Ramaphosa était le favori du monde des affaires sud-africain. Le quotidien Business Day et The Economist avaient appelé à sa réélection. Le résultat permettra sans doute de rassurer Sandton et de ne pas engendrer d’exil massif des élites économiques.
Cependant, la situation du pays ne devrait pas s’améliorer comme par magie du seul fait de la marge confortable de l’ANC. Certes, le pays a échappé à des semaines de tractations de boutiquiers sur la constitution du gouvernement du fait de la persistance de la dominance de l’ANC sur la vie politique, mais l’influence de l’ANC s’érode lentement d’élection en élection. Seuls 66% des électeurs se sont déplacés cette fois-ci, alors que la participation était plutôt au dessus des 70% pour les élections précédentes, et une majorité de jeunes entre 18 et 35 ans n’ont pas voté.

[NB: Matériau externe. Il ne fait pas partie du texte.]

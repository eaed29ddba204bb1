//! 任务命令：前端与存储之间的业务逻辑层
//!
//! 把五个用户意图映射到 [`TaskStore`] 调用，并把结果转换成前端可以直接
//! 渲染的 [`Feedback`]。
//!
//! ## 调用链
//!
//! ```text
//! key press ──> Command + Intent ──> handler(command) ──> TaskStore ──> tasks.txt
//!                                          │
//!                                          └──> Feedback ──> toast / dialog / list refresh
//! ```
//!
//! Handler 不接触终端。三类错误都在这里折叠成 `Feedback::Failed`，
//! 不会继续向上传播。

use tracing::{info, warn};

use crate::error::TaskError;
use crate::storage::tasks::{ClearOutcome, TaskStore};

/// 用户可触发的五个命令
#[derive(Debug, Clone, Copy, PartialEq, Eq)]
pub enum Command {
    Add,
    Update,
    Delete,
    View,
    Clear,
}

impl Command {
    pub const ALL: [Command; 5] = [
        Command::Add,
        Command::Update,
        Command::Delete,
        Command::View,
        Command::Clear,
    ];

    pub fn label(&self) -> &'static str {
        match self {
            Command::Add => "add",
            Command::Update => "update",
            Command::Delete => "delete",
            Command::View => "view",
            Command::Clear => "clear",
        }
    }

    /// 列表模式下的快捷键
    pub fn key(&self) -> char {
        match self {
            Command::Add => 'a',
            Command::Update => 'u',
            Command::Delete => 'd',
            Command::View => 'v',
            Command::Clear => 'c',
        }
    }

    pub fn from_key(c: char) -> Option<Self> {
        Self::ALL.into_iter().find(|cmd| cmd.key() == c)
    }
}

/// 命令的隐式参数：输入框内容、当前选中项，
/// 以及 Clear 是否已经得到用户确认
#[derive(Debug, Clone, Default)]
pub struct Intent {
    pub input: String,
    pub selection: Option<usize>,
    pub confirmed: bool,
}

impl Intent {
    pub fn new(input: impl Into<String>, selection: Option<usize>) -> Self {
        Self {
            input: input.into(),
            selection,
            confirmed: false,
        }
    }

    pub fn confirmed(mut self) -> Self {
        self.confirmed = true;
        self
    }
}

/// 一次命令的用户可见结果
#[derive(Debug)]
pub enum Feedback {
    /// 修改成功，前端需要从 store 重建列表
    Changed(String),
    /// View 的结果：从 1 开始编号的行
    Listing(Vec<String>),
    /// 没有修改，仅提示
    Notice(String),
    /// Clear 需要用户确认
    ConfirmClear { count: usize },
    Failed(TaskError),
}

impl Feedback {
    pub fn is_change(&self) -> bool {
        matches!(self, Feedback::Changed(_))
    }

    /// Toast 文本；Listing 和 ConfirmClear 以弹窗呈现，没有 Toast
    pub fn message(&self) -> Option<String> {
        match self {
            Feedback::Changed(msg) | Feedback::Notice(msg) => Some(msg.clone()),
            Feedback::Failed(err) => Some(user_message(err)),
            Feedback::Listing(_) | Feedback::ConfirmClear { .. } => None,
        }
    }
}

pub type Handler = fn(&mut TaskStore, &Intent) -> Feedback;

/// 命令分发表
pub fn handler(command: Command) -> Handler {
    match command {
        Command::Add => add,
        Command::Update => update,
        Command::Delete => delete,
        Command::View => view,
        Command::Clear => clear,
    }
}

pub fn dispatch(store: &mut TaskStore, command: Command, intent: &Intent) -> Feedback {
    let feedback = handler(command)(store, intent);
    if let Feedback::Failed(ref err) = feedback {
        warn!(command = command.label(), error = %err, "command failed");
    }
    feedback
}

/// "1. Buy milk", "2. Walk dog", ...
pub fn numbered(tasks: &[String]) -> Vec<String> {
    tasks
        .iter()
        .enumerate()
        .map(|(i, task)| format!("{}. {}", i + 1, task))
        .collect()
}

fn add(store: &mut TaskStore, intent: &Intent) -> Feedback {
    match store.add(&intent.input) {
        Ok(tasks) => Feedback::Changed(format!("Added: {}", tasks[tasks.len() - 1])),
        Err(e) => Feedback::Failed(e),
    }
}

fn update(store: &mut TaskStore, intent: &Intent) -> Feedback {
    let Some(index) = intent.selection else {
        return Feedback::Failed(TaskError::selection("select a task to update"));
    };
    match store.update(index, &intent.input) {
        Ok(tasks) => Feedback::Changed(format!("Updated: {}", tasks[index])),
        Err(e) => Feedback::Failed(e),
    }
}

fn delete(store: &mut TaskStore, intent: &Intent) -> Feedback {
    let Some(index) = intent.selection else {
        return Feedback::Failed(TaskError::selection("select a task to delete"));
    };
    match store.delete(index) {
        Ok(removed) => Feedback::Changed(format!("Deleted: {}", removed)),
        Err(e) => Feedback::Failed(e),
    }
}

fn view(store: &mut TaskStore, _intent: &Intent) -> Feedback {
    if store.is_empty() {
        return Feedback::Notice("No tasks: your task list is empty".to_string());
    }
    info!(count = store.len(), "tasks viewed");
    Feedback::Listing(numbered(store.list()))
}

fn clear(store: &mut TaskStore, intent: &Intent) -> Feedback {
    if store.is_empty() {
        return Feedback::Notice("Nothing to clear".to_string());
    }
    if !intent.confirmed {
        return Feedback::ConfirmClear { count: store.len() };
    }
    match store.clear(true) {
        Ok(ClearOutcome::Cleared(n)) => Feedback::Changed(format!("Cleared {} tasks", n)),
        Ok(ClearOutcome::NothingToClear) => Feedback::Notice("Nothing to clear".to_string()),
        Ok(ClearOutcome::Declined) => Feedback::Notice("Clear cancelled".to_string()),
        Err(e) => Feedback::Failed(e),
    }
}

fn user_message(err: &TaskError) -> String {
    let detail = match err {
        TaskError::Validation(_) => "task field is empty!",
        TaskError::Selection(msg) => msg.as_str(),
        TaskError::Persistence(_) => "failed to save tasks",
    };
    format!("{}: {}", err.kind(), detail)
}

#[cfg(test)]
mod tests {
    use super::*;
    use crate::storage::tasks::TASKS_FILE;

    fn temp_store(tasks: &[&str]) -> (tempfile::TempDir, TaskStore) {
        let dir = tempfile::tempdir().unwrap();
        let mut store = TaskStore::new(dir.path().join(TASKS_FILE));
        for t in tasks {
            store.add(t).unwrap();
        }
        (dir, store)
    }

    #[test]
    fn test_command_keys_round_trip() {
        for cmd in Command::ALL {
            assert_eq!(Command::from_key(cmd.key()), Some(cmd));
        }
        assert_eq!(Command::from_key('z'), None);
    }

    #[test]
    fn test_add_empty_input() {
        let (_dir, mut store) = temp_store(&["a"]);
        let fb = dispatch(&mut store, Command::Add, &Intent::new("   ", None));

        assert!(matches!(fb, Feedback::Failed(TaskError::Validation(_))));
        assert_eq!(fb.message().as_deref(), Some("Input Error: task field is empty!"));
        assert_eq!(store.len(), 1);
    }

    #[test]
    fn test_add_reports_trimmed_task() {
        let (_dir, mut store) = temp_store(&[]);
        let fb = dispatch(&mut store, Command::Add, &Intent::new("  Buy milk ", None));

        assert!(fb.is_change());
        assert_eq!(fb.message().as_deref(), Some("Added: Buy milk"));
    }

    #[test]
    fn test_update_requires_selection() {
        let (_dir, mut store) = temp_store(&["a"]);
        let fb = dispatch(&mut store, Command::Update, &Intent::new("b", None));

        assert!(matches!(fb, Feedback::Failed(TaskError::Selection(_))));
        assert_eq!(store.list(), ["a"]);
    }

    #[test]
    fn test_update_selected() {
        let (_dir, mut store) = temp_store(&["a", "b"]);
        let fb = dispatch(&mut store, Command::Update, &Intent::new("B!", Some(1)));

        assert_eq!(fb.message().as_deref(), Some("Updated: B!"));
        assert_eq!(store.list(), ["a", "B!"]);
    }

    #[test]
    fn test_update_stale_selection() {
        let (_dir, mut store) = temp_store(&["a"]);
        let fb = dispatch(&mut store, Command::Update, &Intent::new("b", Some(3)));
        assert!(matches!(fb, Feedback::Failed(TaskError::Selection(_))));
    }

    #[test]
    fn test_delete_requires_selection() {
        let (_dir, mut store) = temp_store(&["a"]);
        let fb = dispatch(&mut store, Command::Delete, &Intent::default());

        assert!(matches!(fb, Feedback::Failed(TaskError::Selection(_))));
        assert_eq!(store.len(), 1);
    }

    #[test]
    fn test_delete_selected() {
        let (_dir, mut store) = temp_store(&["a", "b", "c"]);
        let fb = dispatch(&mut store, Command::Delete, &Intent::new("", Some(0)));

        assert_eq!(fb.message().as_deref(), Some("Deleted: a"));
        assert_eq!(store.list(), ["b", "c"]);
    }

    #[test]
    fn test_view_empty() {
        let (_dir, mut store) = temp_store(&[]);
        let fb = dispatch(&mut store, Command::View, &Intent::default());
        assert!(matches!(fb, Feedback::Notice(_)));
    }

    #[test]
    fn test_view_numbers_from_one() {
        let (_dir, mut store) = temp_store(&["Buy milk", "Walk dog"]);
        let fb = dispatch(&mut store, Command::View, &Intent::default());
        assert!(fb.message().is_none());

        match fb {
            Feedback::Listing(lines) => assert_eq!(lines, ["1. Buy milk", "2. Walk dog"]),
            other => panic!("unexpected feedback: {:?}", other),
        }
        assert_eq!(store.len(), 2);
    }

    #[test]
    fn test_clear_empty_never_asks() {
        let (_dir, mut store) = temp_store(&[]);
        let fb = dispatch(&mut store, Command::Clear, &Intent::default());

        assert!(matches!(fb, Feedback::Notice(_)));
        assert_eq!(fb.message().as_deref(), Some("Nothing to clear"));
    }

    #[test]
    fn test_clear_asks_then_clears() {
        let (_dir, mut store) = temp_store(&["a", "b"]);

        let fb = dispatch(&mut store, Command::Clear, &Intent::default());
        assert!(matches!(fb, Feedback::ConfirmClear { count: 2 }));
        assert!(fb.message().is_none());
        assert_eq!(store.len(), 2);

        let fb = dispatch(&mut store, Command::Clear, &Intent::default().confirmed());
        assert!(fb.is_change());
        assert!(store.is_empty());
    }

    #[test]
    fn test_persistence_failure_is_reported() {
        let dir = tempfile::tempdir().unwrap();
        let mut store = TaskStore::new(dir.path().join("gone").join(TASKS_FILE));

        let fb = dispatch(&mut store, Command::Add, &Intent::new("x", None));
        assert!(matches!(fb, Feedback::Failed(TaskError::Persistence(_))));
        assert_eq!(fb.message().as_deref(), Some("Save Error: failed to save tasks"));
        // 内存不回滚
        assert_eq!(store.list(), ["x"]);
    }

    #[test]
    fn test_numbered() {
        let tasks = vec!["x".to_string(), "y".to_string()];
        assert_eq!(numbered(&tasks), ["1. x", "2. y"]);
        assert!(numbered(&[]).is_empty());
    }
}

Ramaphosa doit donc agir rapidement pour enrayer la lente désaffection des électeurs et surtout offrir des perspectives aux jeunes les plus défavorisés qui se retrouvent souvent avec des niveaux de chômage bien supérieurs aux 30% affichés officiellement. Les entreprises locales doivent retrouver la croissance pour pouvoir fournir des emplois. Or la croissance est obérée par un monde économique gangrené par la corruption et des pratiques qui obèrent la productivité des entreprises. Comme le cite ce rapport publié par Transparency International, la corruption impacte directement la croissance et ne contribue pas à la réduction des inégalités.
La marge de manoeuvre du nouveau président est étroite. Les derniers mois de la dernière législature, sous son impulsion ont vu fleurir les commissions d’enquête établissant des soupçons de corruption dans tous les domaines. Mettre hors d’état de nuire les corrupteurs et les corrompus serait souhaitable, mais risque de provoquer un séisme à l’intérieur du parti, tant celui-ci est atteint à tous les niveaux. Dans son discours d’hier il a dit avoir compris les messages de son électorat, reste à convaincre l’appareil d’un parti ou la politique de redistribution interne était moins une affaire de compétences que de poids électoral.
Les entreprises d’Etat, au bord du dépôt de bilan nécessitent des mesures drastiques. Comment faire, par exemple, alors que l’économie est atone, pour licencier sans douleur la moitié des effectifs pléthoriques d’Eskom. Un graphe qui circulait sur Internet avant les élections montrait que le nombre d’employés d’Eskom avait doublé entre 2008 et 2017 alors que la production en kilowatt-heures restait stable sur la même période. Les centrales sont dans un état épouvantable, n’ayant pas été maintenues pendant des années, contraignant l’entreprise à des délestages qui pénalisent entreprises et particuliers.
Les électeurs sont désabusés, tels les parents de la journaliste Pontsho Pilane (fort sympathique jeune femme du North West) qui notent fort à propos que si l’eau courante a été rétablie dans leur village la semaine avant les élections, elle devrait logiquement se tarir une fois les échéances électorales passées.
Bref, pas d’état de grâce en vue pour Ramaphosa, mais plutôt une équation difficile à résoudre. On lui souhaite bonne chance et bon courage!